– Скелет с красной розой? – предположил Монах.
– Нет. Женщина в голубом тумане, в полутонах, символ надежды и обещание. С оранжевыми кругами и углами. Очень атмосферно, между прочим. Артур страшно гордится, правда, супруга закатила ему скандал, приревновала, решила, что она похожа на его первую любовь. Кстати, тоже интересная история! – Леша хихикнул. – Они то сходятся, то расходятся…
– Атмосферно! – фыркнул Монах. – Небось денег жалко, какая, к черту, ревность. Сколько?
– Двести штук зеленых.
– Сколько?!
– Это искусство, оно бесценно, – менторским тоном заявил Добродеев. – Я дал материалец в «Лошади», помнишь? А вторая – речной пейзаж, то, что запомнил ребенок, – маяк на обрыве, мост…
Монах дернул плечом и не ответил.
Живопись интересовала его постольку-поскольку, даже меньше, так как всякий раз при взгляде на картину он вспоминал, как они с Жориком Шумейко, поиздержавшись и сидя на мели, «брали хату» с целью умыкнуть некое полотно девятнадцатого века.
Картина оказалась подделкой, и у Монаха при воспоминании о неудаче загорались уши и портилось настроение.
Впрочем, читатель об этом уже знает. Теперь, когда вокруг висели по стенам несколько десятков картин, настроение Монаха стремительно летело вниз. Пессимизма добавляло то, что он как последний лох позволил графоману из «Старой клячи» надеть на себя ненавистную бабочку и затащить на чертов вернисаж.
«Там приличное общество, лучшие люди города, художники и актеры, интеллектуальная и бизнес-элита, – зудел Добродеев, – без бабочки никак, надо соответствовать!»
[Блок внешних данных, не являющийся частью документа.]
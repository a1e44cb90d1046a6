use std::path::Path;

use log::debug;

use super::error::{AnalysisError, Result};
use super::model::{Interferogram, ReferenceSpectrum};

// ---------------------------------------------------------------------------
// Table layout
// ---------------------------------------------------------------------------

/// Header lines written by the interferometer acquisition software.
pub const DEFAULT_HEADER_LINES: usize = 18;
/// Trailing summary line written by the acquisition software.
pub const DEFAULT_FOOTER_LINES: usize = 1;

/// Where the data sits inside a whitespace-delimited text export.
#[derive(Debug, Clone, Copy, PartialEq, Eq)]
pub struct TableLayout {
    /// Lines dropped from the top of the file.
    pub header_lines: usize,
    /// Lines dropped from the bottom of the file.
    pub footer_lines: usize,
    /// Column read as the x axis.
    pub position_column: usize,
    /// Column read as the y axis.
    pub signal_column: usize,
}

impl TableLayout {
    /// Interferometer export: index, displacement (µm), voltage (mV).
    pub const INTERFEROGRAM: TableLayout = TableLayout {
        header_lines: DEFAULT_HEADER_LINES,
        footer_lines: DEFAULT_FOOTER_LINES,
        position_column: 1,
        signal_column: 2,
    };

    /// Spectrometer export: wavelength (nm), intensity. No header or footer.
    pub const REFERENCE: TableLayout = TableLayout {
        header_lines: 0,
        footer_lines: 0,
        position_column: 0,
        signal_column: 1,
    };

    /// Same columns as `self` with different trimming margins.
    pub fn with_margins(self, header_lines: usize, footer_lines: usize) -> Self {
        Self {
            header_lines,
            footer_lines,
            ..self
        }
    }

    /// Minimum number of fields a data row must have.
    pub fn min_columns(&self) -> usize {
        self.position_column.max(self.signal_column) + 1
    }
}

impl Default for TableLayout {
    fn default() -> Self {
        Self::INTERFEROGRAM
    }
}

// ---------------------------------------------------------------------------
// Public entry-points
// ---------------------------------------------------------------------------

/// Load an interferogram export from disk.
pub fn load_interferogram(path: &Path, layout: &TableLayout) -> Result<Interferogram> {
    let text = read_text(path)?;
    let (positions, signals) = parse_columns(&text, layout)?;
    debug!("{}: {} samples after trimming", path.display(), positions.len());
    Interferogram::new(positions, signals)
}

/// Load a reference spectrometer export from disk.
pub fn load_reference(path: &Path, layout: &TableLayout) -> Result<ReferenceSpectrum> {
    let text = read_text(path)?;
    let (wavelengths_nm, intensities) = parse_columns(&text, layout)?;
    Ok(ReferenceSpectrum {
        wavelengths_nm,
        intensities,
    })
}

fn read_text(path: &Path) -> Result<String> {
    std::fs::read_to_string(path).map_err(|e| AnalysisError::from_io(path.to_path_buf(), e))
}

// ---------------------------------------------------------------------------
// Table parser
// ---------------------------------------------------------------------------

/// Split `text` into the two columns selected by `layout`.
///
/// The header is cut by raw line count. Blank lines are then discarded and
/// the footer is taken off the remaining rows, so trailing newlines after
/// the footer do not shift it into the data. Any row with too few fields or
/// a non-numeric field rejects the whole table, as does ending up with
/// fewer than two rows.
pub fn parse_columns(text: &str, layout: &TableLayout) -> Result<(Vec<f64>, Vec<f64>)> {
    let lines: Vec<&str> = text.lines().collect();
    if lines.len() < layout.header_lines {
        return Err(AnalysisError::Parse(format!(
            "{} lines, fewer than the {} header lines",
            lines.len(),
            layout.header_lines
        )));
    }

    // (1-based line number, content) of every non-blank line after the header
    let rows: Vec<(usize, &str)> = lines
        .iter()
        .enumerate()
        .skip(layout.header_lines)
        .filter(|(_, line)| !line.trim().is_empty())
        .map(|(i, line)| (i + 1, *line))
        .collect();
    if rows.len() < layout.footer_lines {
        return Err(AnalysisError::Parse(format!(
            "{} rows after the header, fewer than the {} footer lines",
            rows.len(),
            layout.footer_lines
        )));
    }
    let body = &rows[..rows.len() - layout.footer_lines];

    let min_columns = layout.min_columns();
    let mut xs = Vec::with_capacity(body.len());
    let mut ys = Vec::with_capacity(body.len());

    for &(line_no, line) in body {
        let fields = line
            .split_whitespace()
            .map(|tok| {
                tok.parse::<f64>().map_err(|_| {
                    AnalysisError::Parse(format!("line {line_no}: '{tok}' is not a number"))
                })
            })
            .collect::<Result<Vec<f64>>>()?;

        if fields.len() < min_columns {
            return Err(AnalysisError::Parse(format!(
                "line {line_no}: {} columns, expected at least {min_columns}",
                fields.len()
            )));
        }

        xs.push(fields[layout.position_column]);
        ys.push(fields[layout.signal_column]);
    }

    if xs.len() < 2 {
        return Err(AnalysisError::Parse(format!(
            "{} data rows after trimming, need at least 2",
            xs.len()
        )));
    }

    Ok((xs, ys))
}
Хотя, если честно, ворчал Монах исключительно для виду, прекрасно понимая, что время от времени нужно делать над собой усилия, давать пинка и подниматься с безразмерного дивана, а то вконец одичаешь и потеряешь социальные навыки. И бабочка тоже усилие, победа над собой – ведь не силой же Добродеев надевал ее на шею Монаху. Тем более под бородой ее все равно не видно.
Кстати, Монах еще и дипломированный психолог – случился как-то порыв разобраться в себе и окружающих, наклеить ярлыки и просчитать поведенческие алгоритмы, и он занялся психологией.
В итоге понял, что эту науку может вполне заменить богатый жизненный опыт, кругозор и клепка в голове. Потом увлекся экстрасенсорикой и целительством, затем все бросил.
– Что он за персонаж? – спросил Монах, наблюдая передвижения мецената и хозяина галереи по залу.
– Артур? Ну, как тебе… – замялся Добродеев. – Начинал как архитектор и дизайнер, поднялся на строительстве замков для нуворишей, знаешь, такие, с башнями, флюгерами, красной черепицей. Ходили слухи, – Добродеев понизил голос, – что он крутит с левыми стройматериалами, а разницу кладет себе в карман. Но ему простится, он много делает для начинающих художников. Галерея досталась ему за копейки, это бывший конференц-зал Дома профсоюзов. Ну, конечно, вложился прилично. Сейчас приторговывает картинами. Гибкий, непотопляемый, проскочит между капельками…
– Какой-то он… – Монах запнулся в поисках слова. – Какой-то он лакированный! Так и сверкает, как ходячая реклама. Картинами он торгует… тоже мне бизнес!
– Все мы ходячие рекламы. Чего-нибудь выпьешь? – спросил Добродеев, не подозревая о тягостных воспоминаниях приятеля, навеянных картинами.
– Шампунь? – с отвращением сказал Монах.
– У меня тут знакомый бармен, сейчас сбегаю, спрошу вискарика, будешь?
– Буду, – Монах хмыкнул, представляя себе бегущего журналиста. – Вискарик буду. Возьми тару побольше.
Он наблюдал, как крупный и внушительный… Да что там и к чему это кокетство и эвфемизмы! Скажем прямо: толстый! Крупный, внушительный и толстый Добродеев, властно раздвигая толпу, направляется к стойке бара, где крутился тонкий и гибкий малый, похожий на молодую щучку и вкупе на актера Адриена Броуди.